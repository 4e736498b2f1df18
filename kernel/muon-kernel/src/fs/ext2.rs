//! Read-only ext2 filesystem bridge.
//!
//! Wraps [`muon_ext2::Ext2Image`] behind the [`FileSystem`]/[`Inode`]
//! traits. The image bytes live in boot-module memory, which is never
//! reclaimed, so inodes borrow from it for the kernel's lifetime. Every
//! mutating operation reports [`FsError::ReadOnly`].

extern crate alloc;

use alloc::string::ToString;
use alloc::sync::Arc;
use alloc::vec::Vec;

use muon_ext2::{Ext2Image, Inode as RawInode};

use super::{DirEntry, FileSystem, FsError, Inode, InodeType, Mode};

/// An ext2 filesystem mounted from an in-memory image.
pub struct Ext2Fs {
    image: Ext2Image<'static>,
}

impl Ext2Fs {
    /// Validates `data` as an ext2 image and mounts it.
    ///
    /// # Errors
    ///
    /// [`FsError::Corrupt`] when the superblock or root inode fail
    /// validation.
    pub fn mount(data: &'static [u8]) -> Result<Self, FsError> {
        let image = Ext2Image::open(data).map_err(|_| FsError::Corrupt)?;
        // The root must decode as a directory before we expose anything.
        image.root().map_err(|_| FsError::Corrupt)?;
        Ok(Self { image })
    }
}

impl FileSystem for Ext2Fs {
    fn name(&self) -> &'static str {
        "ext2"
    }

    fn root(&self) -> Arc<dyn Inode> {
        let raw = self.image.root().expect("root inode validated at mount");
        Arc::new(Ext2Inode {
            image: self.image,
            raw,
        })
    }
}

/// An inode of a mounted [`Ext2Fs`].
struct Ext2Inode {
    image: Ext2Image<'static>,
    raw: RawInode,
}

impl Inode for Ext2Inode {
    fn kind(&self) -> InodeType {
        if self.raw.is_dir() {
            InodeType::Directory
        } else {
            InodeType::File
        }
    }

    fn size(&self) -> usize {
        if self.raw.is_dir() {
            0
        } else {
            self.raw.size as usize
        }
    }

    fn mode(&self) -> Mode {
        Mode(self.raw.mode & 0o7777)
    }

    fn read(&self, offset: usize, buf: &mut [u8]) -> Result<usize, FsError> {
        if self.raw.is_dir() {
            return Err(FsError::IsADirectory);
        }
        self.image
            .read_at(&self.raw, offset, buf)
            .map_err(|_| FsError::Corrupt)
    }

    fn lookup(&self, name: &str) -> Result<Arc<dyn Inode>, FsError> {
        if !self.raw.is_dir() {
            return Err(FsError::NotADirectory);
        }
        let (_, raw) = self.image.lookup(&self.raw, name).map_err(|err| {
            if err == muon_ext2::Ext2Error::NotFound {
                FsError::NotFound
            } else {
                FsError::Corrupt
            }
        })?;
        Ok(Arc::new(Ext2Inode {
            image: self.image,
            raw,
        }))
    }

    fn readdir(&self) -> Result<Vec<DirEntry>, FsError> {
        if !self.raw.is_dir() {
            return Err(FsError::NotADirectory);
        }
        let mut entries = Vec::new();
        for entry in self.image.dir_entries(&self.raw) {
            if entry.name == "." || entry.name == ".." {
                continue;
            }
            // Sizes come from the target inode; skip records whose inode
            // cannot be decoded rather than aborting the listing.
            let Ok(raw) = self.image.inode(entry.inode) else {
                continue;
            };
            entries.push(DirEntry {
                name: entry.name.to_string(),
                kind: if raw.is_dir() {
                    InodeType::Directory
                } else {
                    InodeType::File
                },
                size: if raw.is_dir() { 0 } else { raw.size as usize },
            });
        }
        Ok(entries)
    }
}

#[cfg(test)]
mod tests {
    use super::*;

    /// A minimal valid image, identical in layout to the `muon-ext2`
    /// crate's fixture: `/readme` (10 bytes) and `/sub/nested`.
    fn sample_image() -> &'static [u8] {
        const BLOCK: usize = 1024;
        let mut img = vec![0u8; 16 * BLOCK];

        let put16 = |img: &mut [u8], off: usize, v: u16| {
            img[off..off + 2].copy_from_slice(&v.to_le_bytes());
        };
        let put32 = |img: &mut [u8], off: usize, v: u32| {
            img[off..off + 4].copy_from_slice(&v.to_le_bytes());
        };

        put32(&mut img, 1024, 32); // inodes_count
        put32(&mut img, 1024 + 4, 16); // blocks_count
        put32(&mut img, 1024 + 20, 1); // first_data_block
        put32(&mut img, 1024 + 40, 32); // inodes_per_group
        put16(&mut img, 1024 + 56, 0xEF53);
        put32(&mut img, 2 * BLOCK + 8, 5); // inode table at block 5

        let put_inode = |img: &mut [u8], ino: usize, mode: u16, size: u32, block0: u32| {
            let off = 5 * BLOCK + (ino - 1) * 128;
            put16(img, off, mode);
            put32(img, off + 4, size);
            put32(img, off + 40, block0);
        };
        put_inode(&mut img, 2, 0x4000 | 0o755, 1024, 6);
        put_inode(&mut img, 12, 0x8000 | 0o644, 10, 7);

        let put_dirent =
            |img: &mut [u8], at: &mut usize, ino: u32, ftype: u8, name: &str| {
                let rec_len = (8 + name.len()).div_ceil(4) * 4;
                put32(img, *at, ino);
                put16(img, *at + 4, rec_len as u16);
                img[*at + 6] = name.len() as u8;
                img[*at + 7] = ftype;
                img[*at + 8..*at + 8 + name.len()].copy_from_slice(name.as_bytes());
                *at += rec_len;
            };
        let mut at = 6 * BLOCK;
        put_dirent(&mut img, &mut at, 2, 2, ".");
        put_dirent(&mut img, &mut at, 2, 2, "..");
        put_dirent(&mut img, &mut at, 12, 1, "readme");

        img[7 * BLOCK..7 * BLOCK + 10].copy_from_slice(b"0123456789");

        img.leak()
    }

    #[test]
    fn mount_rejects_garbage() {
        assert!(Ext2Fs::mount([0u8; 4096][..].to_vec().leak()).is_err());
    }

    #[test]
    fn open_and_read_through_the_trait() {
        let fs = Ext2Fs::mount(sample_image()).expect("mount");
        let readme = fs.root().lookup("readme").expect("lookup");
        assert_eq!(readme.kind(), InodeType::File);
        assert_eq!(readme.size(), 10);

        let mut buf = [0u8; 5];
        assert_eq!(readme.read(0, &mut buf).unwrap(), 5);
        assert_eq!(&buf, b"01234");
        assert_eq!(readme.read(5, &mut buf).unwrap(), 5);
        assert_eq!(&buf, b"56789");
        assert_eq!(readme.read(10, &mut buf).unwrap(), 0);
    }

    #[test]
    fn listing_omits_dot_entries() {
        let fs = Ext2Fs::mount(sample_image()).expect("mount");
        let entries = fs.root().readdir().unwrap();
        let names: Vec<_> = entries.iter().map(|e| e.name.as_str()).collect();
        assert_eq!(names, ["readme"]);
        assert_eq!(entries[0].size, 10);
    }

    #[test]
    fn writes_report_read_only() {
        let fs = Ext2Fs::mount(sample_image()).expect("mount");
        let readme = fs.root().lookup("readme").unwrap();
        assert_eq!(readme.write(0, b"nope"), Err(FsError::ReadOnly));
        assert_eq!(readme.set_mode(Mode(0o777)), Err(FsError::ReadOnly));
        assert_eq!(
            fs.root()
                .create("new", InodeType::File, Mode::FILE_DEFAULT)
                .err(),
            Some(FsError::ReadOnly)
        );
    }
}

-- -- --

TASK DESCRIPTION:
Copy out each record above exactly, leaving nothing out.

ANSWER TO THE EXERCISE:
repository 4e736498b2f1df18
filename kernel/muon-kernel/src/fs/ext2.rs
//! Read-only ext2 filesystem bridge.
//!
//! Wraps [`muon_ext2::Ext2Image`] behind the [`FileSystem`]/[`Inode`]
//! traits. The image bytes live in boot-module memory, which is never
//! reclaimed, so inodes borrow from it for the kernel's lifetime. Every
//! mutating operation reports [`FsError::ReadOnly`].

extern crate alloc;

use alloc::string::ToString;
use alloc::sync::Arc;
use alloc::vec::Vec;

use muon_ext2::{Ext2Image, Inode as RawInode};

use super::{DirEntry, FileSystem, FsError, Inode, InodeType, Mode};

/// An ext2 filesystem mounted from an in-memory image.
pub struct Ext2Fs {
    image: Ext2Image<'static>,
}

impl Ext2Fs {
    /// Validates `data` as an ext2 image and mounts it.
    ///
    /// # Errors
    ///
    /// [`FsError::Corrupt`] when the superblock or root inode fail
    /// validation.
    pub fn mount(data: &'static [u8]) -> Result<Self, FsError> {
        let image = Ext2Image::open(data).map_err(|_| FsError::Corrupt)?;
        // The root must decode as a directory before we expose anything.
        image.root().map_err(|_| FsError::Corrupt)?;
        Ok(Self { image })
    }
}

impl FileSystem for Ext2Fs {
    fn name(&self) -> &'static str {
        "ext2"
    }

    fn root(&self) -> Arc<dyn Inode> {
        let raw = self.image.root().expect("root inode validated at mount");
        Arc::new(Ext2Inode {
            image: self.image,
            raw,
        })
    }
}

/// An inode of a mounted [`Ext2Fs`].
struct Ext2Inode {
    image: Ext2Image<'static>,
    raw: RawInode,
}

impl Inode for Ext2Inode {
    fn kind(&self) -> InodeType {
        if self.raw.is_dir() {
            InodeType::Directory
        } else {
            InodeType::File
        }
    }

    fn size(&self) -> usize {
        if self.raw.is_dir() {
            0
        } else {
            self.raw.size as usize
        }
    }

    fn mode(&self) -> Mode {
        Mode(self.raw.mode & 0o7777)
    }

    fn read(&self, offset: usize, buf: &mut [u8]) -> Result<usize, FsError> {
        if self.raw.is_dir() {
            return Err(FsError::IsADirectory);
        }
        self.image
            .read_at(&self.raw, offset, buf)
            .map_err(|_| FsError::Corrupt)
    }

    fn lookup(&self, name: &str) -> Result<Arc<dyn Inode>, FsError> {
        if !self.raw.is_dir() {
            return Err(FsError::NotADirectory);
        }
        let (_, raw) = self.image.lookup(&self.raw, name).map_err(|err| {
            if err == muon_ext2::Ext2Error::NotFound {
                FsError::NotFound
            } else {
                FsError::Corrupt
            }
        })?;
        Ok(Arc::new(Ext2Inode {
            image: self.image,
            raw,
        }))
    }

    fn readdir(&self) -> Result<Vec<DirEntry>, FsError> {
        if !self.raw.is_dir() {
            return Err(FsError::NotADirectory);
        }
        let mut entries = Vec::new();
        for entry in self.image.dir_entries(&self.raw) {
            if entry.name == "." || entry.name == ".." {
                continue;
            }
            // Sizes come from the target inode; skip records whose inode
            // cannot be decoded rather than aborting the listing.
            let Ok(raw) = self.image.inode(entry.inode) else {
                continue;
            };
            entries.push(DirEntry {
                name: entry.name.to_string(),
                kind: if raw.is_dir() {
                    InodeType::Directory
                } else {
                    InodeType::File
                },
                size: if raw.is_dir() { 0 } else { raw.size as usize },
            });
        }
        Ok(entries)
    }
}

#[cfg(test)]
mod tests {
    use super::*;

    /// A minimal valid image, identical in layout to the `muon-ext2`
    /// crate's fixture: `/readme` (10 bytes) and `/sub/nested`.
    fn sample_image() -> &'static [u8] {
        const BLOCK: usize = 1024;
        let mut img = vec![0u8; 16 * BLOCK];

        let put16 = |img: &mut [u8], off: usize, v: u16| {
            img[off..off + 2].copy_from_slice(&v.to_le_bytes());
        };
        let put32 = |img: &mut [u8], off: usize, v: u32| {
            img[off..off + 4].copy_from_slice(&v.to_le_bytes());
        };

        put32(&mut img, 1024, 32); // inodes_count
        put32(&mut img, 1024 + 4, 16); // blocks_count
        put32(&mut img, 1024 + 20, 1); // first_data_block
        put32(&mut img, 1024 + 40, 32); // inodes_per_group
        put16(&mut img, 1024 + 56, 0xEF53);
        put32(&mut img, 2 * BLOCK + 8, 5); // inode table at block 5

        let put_inode = |img: &mut [u8], ino: usize, mode: u16, size: u32, block0: u32| {
            let off = 5 * BLOCK + (ino - 1) * 128;
            put16(img, off, mode);
            put32(img, off + 4, size);
            put32(img, off + 40, block0);
        };
        put_inode(&mut img, 2, 0x4000 | 0o755, 1024, 6);
        put_inode(&mut img, 12, 0x8000 | 0o644, 10, 7);

        let put_dirent =
            |img: &mut [u8], at: &mut usize, ino: u32, ftype: u8, name: &str| {
                let rec_len = (8 + name.len()).div_ceil(4) * 4;
                put32(img, *at, ino);
                put16(img, *at + 4, rec_len as u16);
                img[*at + 6] = name.len() as u8;
                img[*at + 7] = ftype;
                img[*at + 8..*at + 8 + name.len()].copy_from_slice(name.as_bytes());
                *at += rec_len;
            };
        let mut at = 6 * BLOCK;
        put_dirent(&mut img, &mut at, 2, 2, ".");
        put_dirent(&mut img, &mut at, 2, 2, "..");
        put_dirent(&mut img, &mut at, 12, 1, "readme");

        img[7 * BLOCK..7 * BLOCK + 10].copy_from_slice(b"0123456789");

        img.leak()
    }

    #[test]
    fn mount_rejects_garbage() {
        assert!(Ext2Fs::mount([0u8; 4096][..].to_vec().leak()).is_err());
    }

    #[test]
    fn open_and_read_through_the_trait() {
        let fs = Ext2Fs::mount(sample_image()).expect("mount");
        let readme = fs.root().lookup("readme").expect("lookup");
        assert_eq!(readme.kind(), InodeType::File);
        assert_eq!(readme.size(), 10);

        let mut buf = [0u8; 5];
        assert_eq!(readme.read(0, &mut buf).unwrap(), 5);
        assert_eq!(&buf, b"01234");
        assert_eq!(readme.read(5, &mut buf).unwrap(), 5);
        assert_eq!(&buf, b"56789");
        assert_eq!(readme.read(10, &mut buf).unwrap(), 0);
    }

    #[test]
    fn listing_omits_dot_entries() {
        let fs = Ext2Fs::mount(sample_image()).expect("mount");
        let entries = fs.root().readdir().unwrap();
        let names: Vec<_> = entries.iter().map(|e| e.name.as_str()).collect();
        assert_eq!(names, ["readme"]);
        assert_eq!(entries[0].size, 10);
    }

    #[test]
    fn writes_report_read_only() {
        let fs = Ext2Fs::mount(sample_image()).expect("mount");
        let readme = fs.root().lookup("readme").unwrap();
        assert_eq!(readme.write(0, b"nope"), Err(FsError::ReadOnly));
        assert_eq!(readme.set_mode(Mode(0o777)), Err(FsError::ReadOnly));
        assert_eq!(
            fs.root()
                .create("new", InodeType::File, Mode::FILE_DEFAULT)
                .err(),
            Some(FsError::ReadOnly)
        );
    }
}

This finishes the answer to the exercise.